Following the moratorium announcement public sector banks (PSBs) have sprung into action. PSBs have informed their customers about deferment of EMIs and interest dues, to help their customers who have suffered blow due the coronavirus crisis.
The country's largest lender State Bank of India (SBI) on Wednesday warned borrowers that deferment of equated monthly instalments (EMIs) offered under the RBI's relief package on account of COVID-19 could put an additional cost on them. The lender also advised borrowers to repay their loans if they are in a position to do the same.
SBI said on its website that deferring the EMIs for a home loan of Rs 30 lakh with a remaining maturity of 15 years, the net additional interest would be approximately Rs 2.34 lakh, which is equal to eight EMIs. In other words, if customer defers three EMIs then they will end up paying eight EMIs more.
Last week, the RBI announced a relief package for retail borrowers and businesses, by way of announcing a three-month moratorium on payment of all term loans due between March 1, 2020, and May 31, 2020.
The dispensation is aimed to mitigate the burden of debt servicing brought about by disruptions on account of COVID 19 pandemic and to ensure the continuity of viable businesses.
"In terms of RBI COVID-19 regulatory package, SBI has initiated steps to defer the instalments and interest/EMIs on term loans falling due between March1, 2020 to May 31, 2020 and extended the repayment period by three months. The interest on working capital facilities for the period March 1, 2020 to May 31, 2020 is also deferred to June 30, 2020," country's largest lender said.
Bank of Baroda said it is providing a moratorium of three months on payment of all instalments falling due between March 1, 2020 to May 31, 2020 for all term loans including corporate, MSME, agriculture, retail, housing, auto, personal loans etc in pursuance of the RBI COVID 19 Regulatory Package.
Regarding the same, Punjab National Bank (PNB) tweeted: "Due to COVID-19 Pandemic, instalments or interest due for March, April, May 2020 on term loan and working capital limit stands deferred. Term loan repayment period is being extended by three months accordingly. Contact your branch for further details."
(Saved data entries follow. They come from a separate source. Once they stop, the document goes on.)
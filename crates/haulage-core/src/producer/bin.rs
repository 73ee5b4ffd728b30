//! Output bins: sinks that accept eligible products and never yield.

use crate::config::ShippingConfig;
use crate::container::Chest;
use crate::item::{ItemStack, ReservedItems, aggregate, take_shopping_list_where};
use crate::registry::Registry;
use serde::{Deserialize, Serialize};

/// A shipping bin building.
#[derive(Debug, Clone, Default, PartialEq, Eq, Serialize, Deserialize)]
pub struct ShippingBin {
    pub shipped: Vec<ItemStack>,
}

/// Eligible stacks from `source`, in order, capped at `max_per_trip` in total.
pub fn shipment(
    registry: &Registry,
    shipping: &ShippingConfig,
    source: &[ItemStack],
    reserved: ReservedItems<'_>,
) -> Option<Vec<ItemStack>> {
    let mut budget = shipping.max_per_trip;
    let mut list = Vec::new();
    for stack in source {
        if budget == 0 {
            break;
        }
        let eligible = stack.quantity > 0
            && !reserved.contains(stack)
            && registry.category(stack.item).is_some_and(|c| shipping.ships(c));
        if !eligible {
            continue;
        }
        let moved = stack.quantity.min(budget);
        list.push(stack.with_quantity(moved));
        budget -= moved;
    }
    (!list.is_empty()).then_some(list)
}

/// A shipment trimmed to the slots left in a chest-style bin. `None` once
/// nothing more fits.
pub fn shipment_for(
    chest: &Chest,
    registry: &Registry,
    shipping: &ShippingConfig,
    source: &[ItemStack],
    reserved: ReservedItems<'_>,
) -> Option<Vec<ItemStack>> {
    let list = shipment(registry, shipping, source, reserved)?;
    let fitting = chest.room_for(registry, &list);
    (!fitting.is_empty()).then_some(fitting)
}

/// Move a shipment out of `source` into the bin's contents.
pub(crate) fn fill(
    contents: &mut Vec<ItemStack>,
    registry: &Registry,
    shipping: &ShippingConfig,
    source: &mut Vec<ItemStack>,
    reserved: ReservedItems<'_>,
) -> bool {
    let Some(list) = shipment(registry, shipping, source, reserved) else {
        return false;
    };
    let Some(taken) = take_shopping_list_where(source, &list, |s| !reserved.contains(s)) else {
        return false;
    };
    contents.extend(taken);
    *contents = aggregate(contents);
    true
}

/// Move what fits of a shipment out of `source` into a chest-style bin.
pub(crate) fn fill_chest(
    chest: &mut Chest,
    registry: &Registry,
    shipping: &ShippingConfig,
    source: &mut Vec<ItemStack>,
    reserved: ReservedItems<'_>,
) -> bool {
    let Some(list) = shipment_for(chest, registry, shipping, source, reserved) else {
        return false;
    };
    let Some(taken) = take_shopping_list_where(source, &list, |s| !reserved.contains(s)) else {
        return false;
    };
    chest.deposit(registry, &taken)
}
Union Bank of India added, "In case of those who have opted for ECS route for EMI deduction, customers are given the option of availing the facility by informing the branch concerned through mail or other digital medium.”
Among the private sector lenders, HDFC Bank and Axis Bank said they have been examining the RBI measure and will inform customers soon.
"We are actively working towards implementing the requirements of the RBI guidelines on COVID 19 Regulatory Package for offering moratorium on payment of instalments or deferment of interest. The customers would be informed shortly about the details and the manner of availing the option(s)," Axis Bank said in a tweet.
While HDFC Bank said it is studying the notification issued by the RBI and will communicate the details shortly.
Indian Bank in its tweet said, “As per COVID 19 regulatory package of RBI, the Bank allows a moratorium by deferring payment of EMI/Term Loan Instalments & Interest/Interest on Working Capital for three months with effect from March 1, 2020."
Canara Bank too tweeted, "In terms of COVID-19 RBI package, borrowers are eligible for moratorium/ deferment of instalments/EMI for Term loans falling due from 01.03.2020 to 31.05.2020 and repayment period gets extended accordingly. SMS also has been sent to customers to avail the same."
Former US president Ronald Regan once said, “No Lunch in this world is free”. In line with that not a single PSBs except SBI has clearly said that deferment comes at a cost. The deferment can be useful to businesses who have borrowed for their working capital requirement or term loan for some other purposes. However, it will be a low to the retail borrowers of housing and automobile loans. Though only solace for all the types of customers is that if they opt for deferment, their credit score will not be affected for this period.